Nearly a week after a ransomware attack on the city of Atlanta, some of the municipality's departments still aren't back to business as usual.
While some employees were allowed to turn their computers back on Tuesday, police and other departments are having to write out their reports by hand until the rest of the systems are back up and running again, CNN reported.
The city also canceled all court dates for Wednesday.
Due to the ransomware cyberattack all scheduled Court appearances will be reset. Reset notices will be mailed. @ATLCourt— City of Atlanta, GA (@City of Atlanta, GA)1522240106.0
Details surrounding the March 22 breach are still unclear, but authorities have confirmed that hackers attacked the city's technology systems and city officials received a written demand for money.
Mayor Keisha Lance Bottoms told reporters Monday during a news conference that the hackers asked for a six Bitcoin ransom that comes to about $51,000.
"I just want to make the point that this is much bigger than a ransomware attack," Bottoms said. "This is really an attack on our government, which means it's an attack on all of us."
It's not clear if officials know the identity of the hackers.
Will the city pay the ransom?
Officials are working with authorities to determine the best way to proceed regarding the ransom demand.

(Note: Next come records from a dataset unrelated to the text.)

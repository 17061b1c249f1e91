// Meta string encoder.
//
// selection -> per-character table lookup -> bit packing -> MetaString

use super::MAX_INPUT_LEN;
use super::alphabet::{self, SpecialChars};
use super::bits::BitPacker;
use super::encoding::{Encoding, EncodingSet};
use super::error::{MetaStringError, Result};
use super::selector;
use super::string::MetaString;

/// Encodes names with a fixed pair of special characters.
///
/// Holds no mutable state; one encoder can be shared across threads.
#[derive(Debug, Clone, Copy, PartialEq, Eq)]
pub struct MetaStringEncoder {
    specials: SpecialChars,
    allowed: EncodingSet,
}

impl MetaStringEncoder {
    /// Create an encoder admitting `special_char1` and `special_char2`.
    pub fn new(special_char1: char, special_char2: char) -> Result<Self> {
        Ok(Self::with_specials(SpecialChars::new(
            special_char1,
            special_char2,
        )?))
    }

    pub fn with_specials(specials: SpecialChars) -> Self {
        Self {
            specials,
            allowed: EncodingSet::default(),
        }
    }

    /// Restrict the encodings the selector may choose.
    ///
    /// UTF-8 stays available as the fallback.
    pub fn allowed_encodings(mut self, allowed: EncodingSet) -> Self {
        self.allowed = allowed;
        self
    }

    /// Never fold case away: mixed-case names use 6-bit codes instead.
    pub fn lossless(self) -> Self {
        self.allowed_encodings(EncodingSet::lossless())
    }

    pub fn specials(&self) -> SpecialChars {
        self.specials
    }

    pub fn allowed(&self) -> EncodingSet {
        self.allowed
    }

    /// Encode `input` with the cheapest allowed encoding.
    pub fn encode(&self, input: &str) -> Result<MetaString> {
        check_len(input)?;
        let encoding = selector::select(input, self.specials, self.allowed);
        self.encode_unchecked(input, encoding)
    }

    /// Encode `input` with a caller-chosen encoding.
    ///
    /// Fails with `UnsupportedCharacter` on the first character the
    /// encoding cannot carry.
    pub fn encode_with_encoding(&self, input: &str, encoding: Encoding) -> Result<MetaString> {
        check_len(input)?;
        self.encode_unchecked(input, encoding)
    }

    fn encode_unchecked(&self, input: &str, encoding: Encoding) -> Result<MetaString> {
        let encoded = match encoding.bits_per_char() {
            None => input.as_bytes().to_vec(),
            Some(width) => self.pack(input, encoding, width)?,
        };
        Ok(MetaString::new(
            Some(input.to_owned()),
            encoding,
            self.specials,
            encoded,
        ))
    }

    fn pack(&self, input: &str, encoding: Encoding, width: u32) -> Result<Vec<u8>> {
        let mut packer = BitPacker::with_capacity(width, input.len());
        for (i, ch) in input.chars().enumerate() {
            let folded = match encoding {
                Encoding::FirstToLowerSpecial if i == 0 => {
                    if !ch.is_ascii_uppercase() {
                        return Err(MetaStringError::UnsupportedCharacter { ch, encoding });
                    }
                    ch.to_ascii_lowercase()
                }
                Encoding::AllToLowerSpecial => ch.to_ascii_lowercase(),
                _ => ch,
            };
            let code = alphabet::char_to_code(encoding, self.specials, folded)
                .map_err(|_| MetaStringError::UnsupportedCharacter { ch, encoding })?;
            packer.push(code);
        }
        Ok(packer.finish())
    }

    /// Encode many names on the rayon pool, preserving order.
    #[cfg(feature = "parallel")]
    pub fn encode_batch<S: AsRef<str> + Sync>(&self, inputs: &[S]) -> Vec<Result<MetaString>> {
        use rayon::prelude::*;
        inputs.par_iter().map(|s| self.encode(s.as_ref())).collect()
    }
}

impl Default for MetaStringEncoder {
    fn default() -> Self {
        Self::with_specials(SpecialChars::default())
    }
}

fn check_len(input: &str) -> Result<()> {
    if input.len() >= MAX_INPUT_LEN {
        return Err(MetaStringError::InputTooLong { len: input.len() });
    }
    Ok(())
}

/// Encode `input` with the given special characters.
pub fn encode(input: &str, special_char1: char, special_char2: char) -> Result<MetaString> {
    MetaStringEncoder::new(special_char1, special_char2)?.encode(input)
}
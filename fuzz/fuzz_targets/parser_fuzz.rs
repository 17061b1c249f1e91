#![no_main]
use libfuzzer_sys::fuzz_target;

fuzz_target!(|data: &[u8]| {
    let text = String::from_utf8_lossy(data);
    let mut args = Vec::<String>::new();
    for token in text.split_whitespace().take(32) {
        args.push(token.to_string());
    }
    metastring::cli::fuzz_try_parse_args(&args);
});
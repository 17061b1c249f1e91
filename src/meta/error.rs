// Error taxonomy shared by every meta string operation.

use super::encoding::Encoding;

/// Errors produced while encoding, decoding or framing a meta string.
///
/// No variant is transient: retrying the same call with the same input
/// always fails the same way.
#[derive(Debug, Clone, PartialEq, Eq, thiserror::Error)]
pub enum MetaStringError {
    /// A caller-supplied special character is not a single byte, is an
    /// ASCII letter or digit, or equals the other special character.
    #[error("invalid special character {ch:?}")]
    InvalidSpecialCharacter { ch: char },

    /// A character has no code in the alphabet of `encoding`.
    #[error("character {ch:?} cannot be encoded as {encoding}")]
    UnsupportedCharacter { ch: char, encoding: Encoding },

    /// Encoded bytes (or their framing) are inconsistent.
    #[error("malformed encoding: {0}")]
    MalformedEncoding(String),

    /// Input is longer than the maximum meta string length.
    #[error("meta string of {len} bytes exceeds the {max} byte limit", max = super::MAX_INPUT_LEN - 1)]
    InputTooLong { len: usize },
}

impl MetaStringError {
    pub(crate) fn malformed(msg: impl Into<String>) -> Self {
        Self::MalformedEncoding(msg.into())
    }
}

/// Result alias for meta string operations.
pub type Result<T> = std::result::Result<T, MetaStringError>;
// Meta string encoding.
//
// Short identifier-like strings (package, type and field names) packed into
// 5- or 6-bit codes when their alphabet allows, raw UTF-8 otherwise.
//
// # Modules
//
// - `encoding` — Encoding variants, wire tags and allowed-encoding sets
// - `alphabet` — Symbol <-> code tables and special-character validation
// - `bits`     — Fixed-width code packing with the strip flag
// - `selector` — Cheapest-capable encoding selection
// - `encoder`  — `MetaStringEncoder`
// - `decoder`  — `MetaStringDecoder`
// - `string`   — The immutable `MetaString` record
// - `wire`     — Reference framing (tag, specials, length-prefixed payload)
// - `error`    — `MetaStringError`

pub mod alphabet;
pub mod bits;
pub mod decoder;
pub mod encoder;
pub mod encoding;
pub mod error;
pub mod selector;
pub mod string;
pub mod wire;

/// Inputs must be shorter than this many bytes.
pub const MAX_INPUT_LEN: usize = i16::MAX as usize;

// Re-export key types for convenience.
pub use alphabet::SpecialChars;
pub use decoder::{MetaStringDecoder, decode};
pub use encoder::{MetaStringEncoder, encode};
pub use encoding::{Encoding, EncodingSet};
pub use error::{MetaStringError, Result};
pub use string::MetaString;
pub use wire::{read_meta_string, write_meta_string};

Was employee or customer data compromised?
The city has encouraged people to monitor and protect their personal information, but it doesn't believe any personal information has been compromised.
The Municipal Court cannot process payments — online or in person, and it will reschedule court appearances, according to the Atlanta Journal-Constitution.
The city cannot process new water service requests, and permits and event applications will be reviewed manually by the Department of Parks and Recreation.
All job applications have been suspended until further notice.
However, the fire and police departments are fully operational, including 911 services.